De l’isolationnisme à Pearl Harbor
On le sait, l’Amérique est retournée après son engagement dans la Grande guerre à son isolationnisme traditionnel en ne ratifiant pas le traité de Versailles. Élu en 1932, Roosevelt, démocrate et ancien partisan du président Wilson, se concentre sur les problèmes intérieurs hérités de la grande dépression. Mais il est lucide et voit petit à petit monter les périls en Europe. Il est cependant pieds et poings liés face à un Congrès profondément isolationniste. Alors il louvoie, prépare lentement l’opinion, réarme discrètement. Le désastre de mai-juin 1940 et l’effondrement de la France change certainement ses calculs stratégiques. Désormais, il choisit d’aider l’Angleterre progressivement et massivement. Négligea-t-il la menace japonaise ? Les sanctions prises contre Tokyo, notamment sur l’embargo sur le pétrole, ont joué dans la détermination japonaise à frapper la flotte américaine. A partir de ce moment, l’Amérique est en guerre, y compris face à Hitler qui la lui déclare. Le formidable potentiel industriel américain, fondé sur la standardisation et la production en série, va jouer à plein en faveur des alliés.
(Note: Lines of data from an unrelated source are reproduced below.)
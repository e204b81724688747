//! Reverse proxy assembly
//!
//! Rewrites inbound requests onto the destination and sends them through
//! the fault-injecting transport. The client-observed `Host` header is kept
//! so the destination sees the same virtual host the client asked for.

use std::sync::Arc;

use application::FaultInjectingTransport;
use application::ports::{ProxyRequest, ProxyResponse, TransportPort};
use axum::body::Bytes;
use axum::http::{
    HeaderMap, HeaderName, HeaderValue, Uri,
    header::{
        CONNECTION, HOST, PROXY_AUTHENTICATE, PROXY_AUTHORIZATION, TE, TRAILER,
        TRANSFER_ENCODING, UPGRADE,
    },
    request,
};
use domain::{Destination, DomainError, FaultConfig};
use tokio_util::sync::CancellationToken;
use tracing::debug;

use crate::error::ProxyError;

/// Headers that describe a single connection and must not be forwarded
static HOP_BY_HOP: [HeaderName; 9] = [
    CONNECTION,
    HeaderName::from_static("keep-alive"),
    HeaderName::from_static("proxy-connection"),
    TRANSFER_ENCODING,
    TE,
    TRAILER,
    UPGRADE,
    PROXY_AUTHENTICATE,
    PROXY_AUTHORIZATION,
];

/// Request handler forwarding everything to one destination
///
/// Holds only the destination and the transport; cloning is cheap.
#[derive(Debug, Clone)]
pub struct ReverseProxy {
    destination: Destination,
    transport: Arc<FaultInjectingTransport>,
}

impl ReverseProxy {
    /// Create a proxy for a destination URL
    ///
    /// # Errors
    ///
    /// Returns `DomainError::InvalidDestination` if `destination` is not an
    /// absolute `http`/`https` URL.
    pub fn new(
        destination: &str,
        transport: Arc<FaultInjectingTransport>,
    ) -> Result<Self, DomainError> {
        Ok(Self {
            destination: Destination::parse(destination)?,
            transport,
        })
    }

    /// Wrap `inner` with the faults in `config` and proxy to its destination
    pub fn assemble(config: FaultConfig, inner: Arc<dyn TransportPort>) -> Self {
        let destination = config.destination().clone();
        Self {
            destination,
            transport: Arc::new(FaultInjectingTransport::new(config, inner)),
        }
    }

    /// Destination requests are forwarded to
    pub const fn destination(&self) -> &Destination {
        &self.destination
    }

    /// Fault-injecting transport used for sending
    pub const fn transport(&self) -> &Arc<FaultInjectingTransport> {
        &self.transport
    }

    /// Rewrite and send one request
    ///
    /// `cancel` aborts the request if it fires during an injected delay.
    pub async fn forward(
        &self,
        parts: request::Parts,
        body: Bytes,
        cancel: &CancellationToken,
    ) -> Result<ProxyResponse, ProxyError> {
        let request = self.rewrite(parts, body)?;
        debug!(uri = %request.uri(), "Forwarding request");
        Ok(self.transport.round_trip_until(request, cancel).await?)
    }

    /// Build the outbound request for an inbound one
    pub fn rewrite(&self, parts: request::Parts, body: Bytes) -> Result<ProxyRequest, ProxyError> {
        let host = inbound_host(&parts);
        let uri = self.target_uri(&parts.uri)?;

        let mut headers = parts.headers;
        strip_hop_by_hop(&mut headers);
        if let Some(host) = host {
            headers.insert(HOST, host);
        }

        let mut request = ProxyRequest::new(body);
        *request.method_mut() = parts.method;
        *request.uri_mut() = uri;
        *request.version_mut() = parts.version;
        *request.headers_mut() = headers;
        Ok(request)
    }

    fn target_uri(&self, inbound: &Uri) -> Result<Uri, ProxyError> {
        let path = join_paths(self.destination.path(), inbound.path());
        let query = match (self.destination.query(), inbound.query()) {
            (Some(base), Some(extra)) if !base.is_empty() => Some(format!("{base}&{extra}")),
            (_, Some(extra)) => Some(extra.to_string()),
            (Some(base), None) => Some(base.to_string()),
            (None, None) => None,
        };

        let mut target = format!(
            "{}://{}{}",
            self.destination.scheme(),
            self.destination.authority(),
            path
        );
        if let Some(query) = query {
            target.push('?');
            target.push_str(&query);
        }

        target
            .parse::<Uri>()
            .map_err(|e| ProxyError::Rewrite(format!("{target}: {e}")))
    }
}

/// Host the client addressed: the `Host` header, else the URI authority
fn inbound_host(parts: &request::Parts) -> Option<HeaderValue> {
    parts.headers.get(HOST).cloned().or_else(|| {
        parts
            .uri
            .authority()
            .and_then(|authority| HeaderValue::from_str(authority.as_str()).ok())
    })
}

/// Join two paths with exactly one slash between them
fn join_paths(base: &str, path: &str) -> String {
    match (base.ends_with('/'), path.starts_with('/')) {
        (true, true) => format!("{base}{}", &path[1..]),
        (false, false) => format!("{base}/{path}"),
        _ => format!("{base}{path}"),
    }
}

/// Remove hop-by-hop headers, including any named in `Connection`
pub(crate) fn strip_hop_by_hop(headers: &mut HeaderMap) {
    let listed: Vec<HeaderName> = headers
        .get_all(CONNECTION)
        .iter()
        .filter_map(|value| value.to_str().ok())
        .flat_map(|value| value.split(','))
        .filter_map(|name| HeaderName::from_bytes(name.trim().as_bytes()).ok())
        .collect();

    for name in listed.iter().chain(HOP_BY_HOP.iter()) {
        headers.remove(name);
    }
}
Des erreurs et des victoires
Si l’engagement américain fut d’emblée massif, si des millions d’américains s’engagent dans l’armée pour ce qui sera « la bonne guerre », il y a aussi des erreurs. D’abord, la guerre ne met pas fin au racisme en vigueur dans la société américaine vis-à-vis des noirs, toujours ségrégués dans des unités à part même si cela s’atténue avec le temps (Roosevelt fait tout ici pour conserver le soutien des démocrates du Sud). N’oublions pas ici le sort des « nisei », les américains d’origine japonaise dont beaucoup de familles sont enfermés dans des camps. Sur un plan militaire, l’armée américaine doit faire ses preuves face aux alliés anglais, aguerris par deux années de conflit, et surtout face à une Wehrmacht encore efficace. Les premiers engagements en Afrique du nord sont désastreux… mais l’armée américaine apprend de ses erreurs, s’entraîne et se modifie, sans compter sa puissance de feu. Les débarquements en Sicile et en Italie sont réussis. En Normandie, la victoire est nette et le talent manœuvrier d’un général Patton fait la différence. Lors de la bataille des Ardennes, le GI se bat et se bat bien face à un adversaire qu’il n’a plus à envier. Dans le Pacifique, la guerre est féroce face à un adversaire impitoyable, avec une dimension raciste absente en Europe. Un mot sur le projet Manhattan, signe de la supériorité économique américaine à l’époque, qui permet de fabriquer la bombe atomique, larguée sur Hiroshima et Nagasaki.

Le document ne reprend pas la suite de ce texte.